Irritable bowel syndrome (IBS), a chronic functional gastrointestinal disease characterized by abdominal pain accompanying defecation or change in bowel patterns, affects approximately 20 % of the global population [1]. Diarrhea predominant-irritable bowel syndrome (IBS-D), the main subtype of IBS, accounts for 46 % of all IBS patients [2]. IBS-D not only deteriorates patients' quality of life, but also imposes considerable burdens on their families and society [3]. Current studies indicates that IBS-D may involve various pathophysiological mechanisms, such as gut-brain axis dysregulation, gut microecological imbalance, visceral hypersensitivity, gut barrier dysfunction and gut immune activation [3]. Despite these insights, the precise pathophysiological mechanisms underlying IBS-D is still incompletely understood. Moreover, the diagnosis of IBS-D remains challenging due to the lack of specific clinical manifestations and biomarkers. Current treatment strategies for IBS-D include lifestyle and dietary intervention, laxatives or gastrointestinal motility agents, probiotics, spasmolytic drugs, and anti-depressant drugs, yet many patients continue to experience uncontrolled symptoms, highlighting the limitations of existing therapies [4]. All of these challenges highlight an incomplete understanding of IBS-D, underscoring the necessity for more in-depth exploration [5].

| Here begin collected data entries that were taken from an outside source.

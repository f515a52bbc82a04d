use ma_collection::{CollectionError, ListIter, MaList};
use proptest::prelude::*;

#[derive(Debug, Clone)]
enum Step {
    Next,
    Previous,
    Remove,
    Set(i32),
    Add(i32),
}

fn step() -> impl Strategy<Value = Step> {
    prop_oneof![
        3 => Just(Step::Next),
        2 => Just(Step::Previous),
        1 => Just(Step::Remove),
        1 => (100i32..200).prop_map(Step::Set),
        1 => (100i32..200).prop_map(Step::Add),
    ]
}

/// Reference cursor over a plain `Vec`.
struct Model {
    items: Vec<i32>,
    cursor: usize,
    last: Option<usize>,
}

impl Model {
    fn apply(&mut self, step: &Step) -> Option<i32> {
        match step {
            Step::Next => {
                let item = *self.items.get(self.cursor)?;
                self.last = Some(self.cursor);
                self.cursor += 1;
                Some(item)
            }
            Step::Previous => {
                self.cursor = self.cursor.checked_sub(1)?;
                self.last = Some(self.cursor);
                Some(self.items[self.cursor])
            }
            Step::Remove => {
                let last = self.last.take()?;
                self.items.remove(last);
                if last < self.cursor {
                    self.cursor -= 1;
                }
                Some(0)
            }
            Step::Set(x) => {
                let last = self.last?;
                self.items[last] = *x;
                Some(0)
            }
            Step::Add(x) => {
                self.items.insert(self.cursor, *x);
                self.cursor += 1;
                self.last = None;
                Some(0)
            }
        }
    }
}

fn run(it: &mut ListIter<i32>, step: &Step) -> Option<i32> {
    let unit = |r: Result<(), CollectionError>| r.ok().map(|()| 0);
    match step {
        Step::Next => it.next().map(|r| r.unwrap()),
        Step::Previous => it.previous().ok(),
        Step::Remove => unit(it.remove()),
        Step::Set(x) => unit(it.set(*x)),
        Step::Add(x) => unit(it.add(*x)),
    }
}

proptest! {
    #[test]
    fn sub_list_iterator_matches_vec_cursor(
        len in 0usize..6,
        start in 0usize..6,
        steps in prop::collection::vec(step(), 1..40),
    ) {
        let start = start.min(len);
        let list = MaList::new();
        list.extend([-2, -1]).unwrap();
        list.extend(0..len as i32).unwrap();
        list.extend([-3]).unwrap();
        let sub = list.sub_list(2, 2 + len).unwrap();
        let mut it = sub.list_iter(start).unwrap();
        let mut model = Model {
            items: (0..len as i32).collect(),
            cursor: start,
            last: None,
        };

        for step in &steps {
            prop_assert_eq!(run(&mut it, step), model.apply(step), "step {:?}", step);
            prop_assert_eq!(it.next_index(), model.cursor);
        }

        prop_assert_eq!(sub.to_vec().unwrap(), model.items.clone());
        let mut whole = vec![-2, -1];
        whole.extend(model.items.iter().copied());
        whole.push(-3);
        prop_assert_eq!(list.to_vec(), whole);
    }
}

#[test]
fn remove_without_a_returned_element_is_illegal() {
    let list = MaList::new();
    list.extend([1, 2]).unwrap();
    let mut it = list.iter();
    assert!(matches!(it.remove(), Err(CollectionError::IllegalState(_))));
    assert_eq!(it.next(), Some(Ok(1)));
    it.remove().unwrap();
    assert!(matches!(it.remove(), Err(CollectionError::IllegalState(_))));
    assert_eq!(list.to_vec(), vec![2]);
}

#[test]
fn previous_walks_back_and_set_replaces_in_place() {
    let list = MaList::new();
    list.extend([1, 2, 3]).unwrap();
    let mut it = list.list_iter(3).unwrap();
    assert_eq!(it.previous(), Ok(3));
    assert_eq!(it.previous(), Ok(2));
    it.set(20).unwrap();
    assert_eq!(it.previous_index(), Some(0));
    assert_eq!(it.previous(), Ok(1));
    assert_eq!(it.previous(), Err(CollectionError::NoSuchElement));
    assert_eq!(list.to_vec(), vec![1, 20, 3]);
}

#[test]
fn positional_iterator_out_of_range_is_refused() {
    let list: MaList<i32> = MaList::new();
    assert!(matches!(
        list.list_iter(1),
        Err(CollectionError::OutOfBounds { index: 1, len: 0 })
    ));
}

#[test]
fn outside_change_makes_every_iterator_call_stale() {
    let list = MaList::new();
    list.extend([1, 2, 3]).unwrap();
    let mut it = list.iter();
    assert_eq!(it.next(), Some(Ok(1)));
    assert_eq!(it.has_next(), Ok(true));
    list.push(4).unwrap();

    assert!(it.has_next().unwrap_err().is_stale());
    assert!(it.remove().unwrap_err().is_stale());
    assert!(it.set(10).unwrap_err().is_stale());
    assert!(it.add(10).unwrap_err().is_stale());
    assert_eq!(list.to_vec(), vec![1, 2, 3, 4]);
}

#[test]
fn sub_list_mutations_after_an_outside_change_are_stale() {
    let list = MaList::new();
    list.extend(0..5).unwrap();
    let sub = list.sub_list(1, 4).unwrap();
    assert_eq!(sub.set(0, 10), Ok(1));
    list.remove_at(0).unwrap();

    assert!(sub.set(0, 9).unwrap_err().is_stale());
    assert!(sub.remove_at(0).unwrap_err().is_stale());
    assert!(sub.insert(0, 9).unwrap_err().is_stale());
    assert!(sub.clear().unwrap_err().is_stale());
    assert_eq!(list.to_vec(), vec![10, 2, 3, 4]);
    list.integrity().unwrap();
}

#[test]
fn bulk_inserts_land_where_a_vec_would_put_them() {
    let list = MaList::new();
    let mut model: Vec<i32> = Vec::new();
    list.extend(0..500).unwrap();
    model.extend(0..500);
    list.insert_all(250, (1000..1100).collect()).unwrap();
    model.splice(250..250, 1000..1100);
    list.insert_all(0, vec![-1, -2]).unwrap();
    model.splice(0..0, [-1, -2]);
    list.extend(2000..2050).unwrap();
    model.extend(2000..2050);

    assert_eq!(list.to_vec(), model);
    assert_eq!(list.len(), 652);
    list.integrity().unwrap();
}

In recent years, numerous studies have highlighted the role of mast cells (MCs) in the pathogenesis of IBS-D. This finding is supported by increased MCs counts and enhanced MCs activation in IBS-D patients, which are strongly associated with abdominal pain [6,7]. Risk factors for IBS-D, encompassing dietary habits, psychological stress, infections, and gut microbiota imbalances, are potentially related to MCs activation [4]. Once activated, MCs promote visceral hypersensitivity and impair gut barrier function, thereby causing the occurrence of IBS-D- related symptoms [8]. However, the precise mechanisms underlying MCs activation in IBS-D remain incompletely understood. Elucidating the mechanism of MCs activation is essential for the management of IBS-D.

Cold-inducible RNA-binding protein (CIRP) was initially identified and extensively studied as a stress-response protein [9]. Numerous stress conditions, such as hypoxia, ultraviolet exposure, glucose deprivation, and heat stress, have been shown to robustly induce the expression of CIRP [10]. More recently, CIRP has emerged as an important immunomodulatory molecule, exerting regulatory effects on various immune cells, including macrophages [11], neutrophils [12], lymphocytes [13], and dendritic cells [14]. Additionally, CIRP was implicated in sodium dextran sulfate-induced gut inflammation and associated colon cancer, which was fulfilled via its regulation of immune response and cell apoptosis [15]. However, the regulatory role of CIRP in MCs and its involvement in IBS-D remain obscure.

Therefore, we hypothesized that CIRP exerts activating effects on MCs, which subsequently perform a pivotal role in IBS-D. This study aimed to: 1) to evaluate the expression of CIRP in IBS-D; 2) to clarify the function and mechanism of CIRP in gut barrier function and visceral sensitivity in IBS-D; 3) to verify the activating mechanism of CIRP on MCs by binding to TLR4 and upregulating TRPV1 expression.